Todos os defensores do meio ambiente e da preservação da natureza, todos os ecologistas, ambientalistas, deveriam, pois, ser contrários à legalização de tal assassinato, visto que a natureza demonstra que a mulher não é mais dona de seu corpo, quando a criança é concebida, mas sim a criança é que o conformará, a sua necessidade, até o nascimento.
O aborto é, pois, um crime contra o direito fundamental à vida e um crime contra a natureza e o meio-ambiente pelo menos superior àqueles de destruir ovos de tartarugas ou matar embriões de ursos pandas, considerados delitos de particular magnitude.
Os abortistas – e não tenho receio de chamá-los assim, visto que defendem o aborto, ou seja, o homicídio de seres humanos concebidos, no ventre materno – na ânsia de desqualificarem os defensores dos inocentes, dizem que estes são movidos por motivos religiosos, como se, numa democracia, só quem não tem religião tenha o direito de opinar, sem perceberem que o direito à vida sempre foi defendido por ateus, agnósticos e crentes em Deus, desde que não vocacionados ao direito de matar.

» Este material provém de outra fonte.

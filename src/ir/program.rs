use serde::{Deserialize, Serialize};

use super::statement::{JumpData, JumpTarget, Statement, StatementKind};
use super::term::{BinaryOp, Direction, MemoryLocation, Term, TermKind, UnaryOp};
use super::{BlockId, StmtId, TermId};

/// 基本ブロック
///
/// 文はIDの列として保持し、実体はProgramのアリーナにある
#[derive(Debug, Clone, Serialize, Deserialize)]
pub struct BasicBlock {
    pub id: BlockId,
    /// 先頭の機械語アドレス（合成ブロックはNone）
    pub address: Option<u64>,
    pub statements: Vec<StmtId>,
    pub successors: Vec<BlockId>,
    pub predecessors: Vec<BlockId>,
}

impl BasicBlock {
    fn new(id: BlockId, address: Option<u64>) -> Self {
        Self {
            id,
            address,
            statements: Vec::new(),
            successors: Vec::new(),
            predecessors: Vec::new(),
        }
    }
}

/// IRプログラム
///
/// 項・文・基本ブロックのアリーナ。生成後の相互参照はすべてIDを経由する
#[derive(Debug, Clone, Default, Serialize, Deserialize)]
pub struct Program {
    terms: Vec<Term>,
    statements: Vec<Statement>,
    blocks: Vec<BasicBlock>,
}

impl Program {
    pub fn new() -> Self {
        Self::default()
    }

    // ===== ブロック =====

    pub fn add_block(&mut self, address: Option<u64>) -> BlockId {
        let id = BlockId(self.blocks.len() as u32);
        self.blocks.push(BasicBlock::new(id, address));
        id
    }

    pub fn block(&self, id: BlockId) -> &BasicBlock {
        &self.blocks[id.0 as usize]
    }

    pub fn block_mut(&mut self, id: BlockId) -> &mut BasicBlock {
        &mut self.blocks[id.0 as usize]
    }

    pub fn blocks(&self) -> impl Iterator<Item = &BasicBlock> {
        self.blocks.iter()
    }

    pub fn block_count(&self) -> usize {
        self.blocks.len()
    }

    /// アドレスからブロックを検索
    pub fn block_at(&self, address: u64) -> Option<BlockId> {
        self.blocks.iter().find(|b| b.address == Some(address)).map(|b| b.id)
    }

    pub fn add_edge(&mut self, from: BlockId, to: BlockId) {
        if !self.blocks[from.0 as usize].successors.contains(&to) {
            self.blocks[from.0 as usize].successors.push(to);
        }
        if !self.blocks[to.0 as usize].predecessors.contains(&from) {
            self.blocks[to.0 as usize].predecessors.push(from);
        }
    }

    /// ブロック末尾のジャンプ文
    pub fn terminating_jump(&self, block: BlockId) -> Option<StmtId> {
        let last = *self.block(block).statements.last()?;
        self.statement(last).as_jump().map(|_| last)
    }

    // ===== 項 =====

    pub fn term(&self, id: TermId) -> &Term {
        &self.terms[id.0 as usize]
    }

    pub fn term_mut(&mut self, id: TermId) -> &mut Term {
        &mut self.terms[id.0 as usize]
    }

    pub fn terms(&self) -> impl Iterator<Item = &Term> {
        self.terms.iter()
    }

    pub fn term_count(&self) -> usize {
        self.terms.len()
    }

    fn add_term(&mut self, kind: TermKind, direction: Direction, size: u32) -> TermId {
        let id = TermId(self.terms.len() as u32);
        self.terms.push(Term {
            id,
            kind,
            direction,
            size,
            source: None,
            statement: None,
        });
        id
    }

    pub fn int_const(&mut self, value: u64, size: u32) -> TermId {
        self.add_term(TermKind::IntConst { value }, Direction::Read, size)
    }

    pub fn intrinsic(&mut self, name: &str, size: u32) -> TermId {
        self.add_term(TermKind::Intrinsic { name: name.to_string() }, Direction::Read, size)
    }

    pub fn undefined(&mut self, size: u32) -> TermId {
        self.add_term(TermKind::Undefined, Direction::Read, size)
    }

    pub fn access(&mut self, location: MemoryLocation, direction: Direction) -> TermId {
        let size = location.size;
        self.add_term(TermKind::MemoryLocationAccess { location }, direction, size)
    }

    pub fn dereference(&mut self, address: TermId, direction: Direction, size: u32) -> TermId {
        self.add_term(TermKind::Dereference { address }, direction, size)
    }

    pub fn unary(&mut self, op: UnaryOp, operand: TermId, size: u32) -> TermId {
        self.add_term(TermKind::UnaryOperator { op, operand }, Direction::Read, size)
    }

    pub fn binary(&mut self, op: BinaryOp, left: TermId, right: TermId, size: u32) -> TermId {
        self.add_term(TermKind::BinaryOperator { op, left, right }, Direction::Read, size)
    }

    pub fn choice(&mut self, preferred: TermId, default: TermId) -> TermId {
        let size = self.term(preferred).size;
        self.add_term(TermKind::Choice { preferred, default }, Direction::Read, size)
    }

    /// 項（とその部分項）を文に帰属させる
    pub fn attach_term(&mut self, term: TermId, stmt: StmtId) {
        self.term_mut(term).statement = Some(stmt);
        match self.term(term).kind.clone() {
            TermKind::Dereference { address } => self.attach_term(address, stmt),
            TermKind::UnaryOperator { operand, .. } => self.attach_term(operand, stmt),
            TermKind::BinaryOperator { left, right, .. } => {
                self.attach_term(left, stmt);
                self.attach_term(right, stmt);
            }
            TermKind::Choice { preferred, default } => {
                self.attach_term(preferred, stmt);
                self.attach_term(default, stmt);
            }
            _ => {}
        }
    }

    /// 項自身とそこから到達可能な部分項をすべて集める
    pub fn collect_subterms(&self, term: TermId, out: &mut Vec<TermId>) {
        out.push(term);
        match self.term(term).kind {
            TermKind::Dereference { address } => self.collect_subterms(address, out),
            TermKind::UnaryOperator { operand, .. } => self.collect_subterms(operand, out),
            TermKind::BinaryOperator { left, right, .. } => {
                self.collect_subterms(left, out);
                self.collect_subterms(right, out);
            }
            TermKind::Choice { preferred, default } => {
                self.collect_subterms(preferred, out);
                self.collect_subterms(default, out);
            }
            _ => {}
        }
    }

    // ===== 文 =====

    pub fn statement(&self, id: StmtId) -> &Statement {
        &self.statements[id.0 as usize]
    }

    pub fn statement_mut(&mut self, id: StmtId) -> &mut Statement {
        &mut self.statements[id.0 as usize]
    }

    pub fn statement_count(&self) -> usize {
        self.statements.len()
    }

    fn push_statement(&mut self, block: BlockId, address: Option<u64>, kind: StatementKind) -> StmtId {
        let id = StmtId(self.statements.len() as u32);
        self.statements.push(Statement { id, address, kind });
        self.blocks[block.0 as usize].statements.push(id);
        id
    }

    pub fn push_comment(&mut self, block: BlockId, address: Option<u64>, text: &str) -> StmtId {
        self.push_statement(block, address, StatementKind::Comment { text: text.to_string() })
    }

    pub fn push_inline_assembly(&mut self, block: BlockId, address: Option<u64>, text: &str) -> StmtId {
        self.push_statement(block, address, StatementKind::InlineAssembly { text: text.to_string() })
    }

    /// 代入文を追加する
    ///
    /// 左辺のsourceに右辺を記録し、両辺の項を文に帰属させる
    pub fn push_assignment(&mut self, block: BlockId, address: Option<u64>, left: TermId, right: TermId) -> StmtId {
        let id = self.push_statement(block, address, StatementKind::Assignment { left, right });
        self.term_mut(left).source = Some(right);
        self.attach_term(left, id);
        self.attach_term(right, id);
        id
    }

    pub fn push_kill(&mut self, block: BlockId, address: Option<u64>, target: TermId) -> StmtId {
        let id = self.push_statement(block, address, StatementKind::Kill { target });
        self.attach_term(target, id);
        id
    }

    pub fn push_jump(
        &mut self,
        block: BlockId,
        address: Option<u64>,
        condition: Option<TermId>,
        then_target: JumpTarget,
        else_target: Option<JumpTarget>,
    ) -> StmtId {
        let id = self.push_statement(
            block,
            address,
            StatementKind::Jump(JumpData { condition, then_target, else_target }),
        );
        if let Some(cond) = condition {
            self.attach_term(cond, id);
        }
        let jump = self.statement(id).as_jump().cloned();
        if let Some(jump) = jump {
            if let Some(addr) = jump.then_target.address {
                self.attach_term(addr, id);
            }
            if let Some(addr) = jump.else_target.and_then(|t| t.address) {
                self.attach_term(addr, id);
            }
        }
        id
    }

    pub fn push_call(&mut self, block: BlockId, address: Option<u64>, target: TermId) -> StmtId {
        let id = self.push_statement(block, address, StatementKind::Call { target });
        self.attach_term(target, id);
        id
    }

    pub fn push_return(&mut self, block: BlockId, address: Option<u64>) -> StmtId {
        self.push_statement(block, address, StatementKind::Return)
    }
}

impl std::fmt::Display for Program {
    fn fmt(&self, f: &mut std::fmt::Formatter<'_>) -> std::fmt::Result {
        writeln!(f, "Program: {} blocks, {} statements, {} terms",
            self.blocks.len(), self.statements.len(), self.terms.len())?;
        for block in &self.blocks {
            match block.address {
                Some(addr) => writeln!(f, "{} ({:#x}):", block.id, addr)?,
                None => writeln!(f, "{}:", block.id)?,
            }
            for &stmt in &block.statements {
                writeln!(f, "  {}: {:?}", stmt, self.statement(stmt).kind)?;
            }
        }
        Ok(())
    }
}

#[cfg(test)]
mod tests {
    use super::*;

    #[test]
    fn test_assignment_source_backref() {
        let mut program = Program::new();
        let block = program.add_block(Some(0x1000));

        let rax = program.access(MemoryLocation::register(0, 8), Direction::Write);
        let one = program.int_const(1, 8);
        let stmt = program.push_assignment(block, Some(0x1000), rax, one);

        assert_eq!(program.term(rax).source, Some(one));
        assert_eq!(program.term(rax).statement, Some(stmt));
        assert_eq!(program.term(one).statement, Some(stmt));
    }

    #[test]
    fn test_subterm_collection() {
        let mut program = Program::new();
        let base = program.access(MemoryLocation::register(0, 8), Direction::Read);
        let four = program.int_const(4, 8);
        let addr = program.binary(BinaryOp::Add, base, four, 8);
        let deref = program.dereference(addr, Direction::Read, 8);

        let mut seen = Vec::new();
        program.collect_subterms(deref, &mut seen);
        assert_eq!(seen.len(), 4);
        assert!(seen.contains(&base));
        assert!(seen.contains(&four));
        assert!(seen.contains(&addr));
    }

    #[test]
    fn test_terminating_jump() {
        let mut program = Program::new();
        let b0 = program.add_block(Some(0x1000));
        let b1 = program.add_block(Some(0x1010));

        program.push_jump(b0, Some(0x1000), None, JumpTarget::block(b1), None);
        program.push_return(b1, Some(0x1010));

        assert!(program.terminating_jump(b0).is_some());
        assert!(program.terminating_jump(b1).is_none());
    }
}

Tanto assim é que, no “Pacto de São José”, tratado internacional a que o Brasil aderiu, o artigo 4º diz que a vida tem início na concepção, e só pessoas que teimam em defender teses “da idade da pedra” podem alegar que não é na concepção que a vida principia. O zigoto já é um ser humano, com todos os sinais que se desenvolverão até sua morte, dentro ou fora do ventre materno. Se assim não fosse, tais pessoas que conseguiram aprovar o projeto Tamar, considerando crime, destruir ovos de tartarugas, não precisariam preocupar-se, porque os ovos de tartarugas ou os fetos não seriam embriões de tartarugas e nem haveria vida “tartarugal” a proteger.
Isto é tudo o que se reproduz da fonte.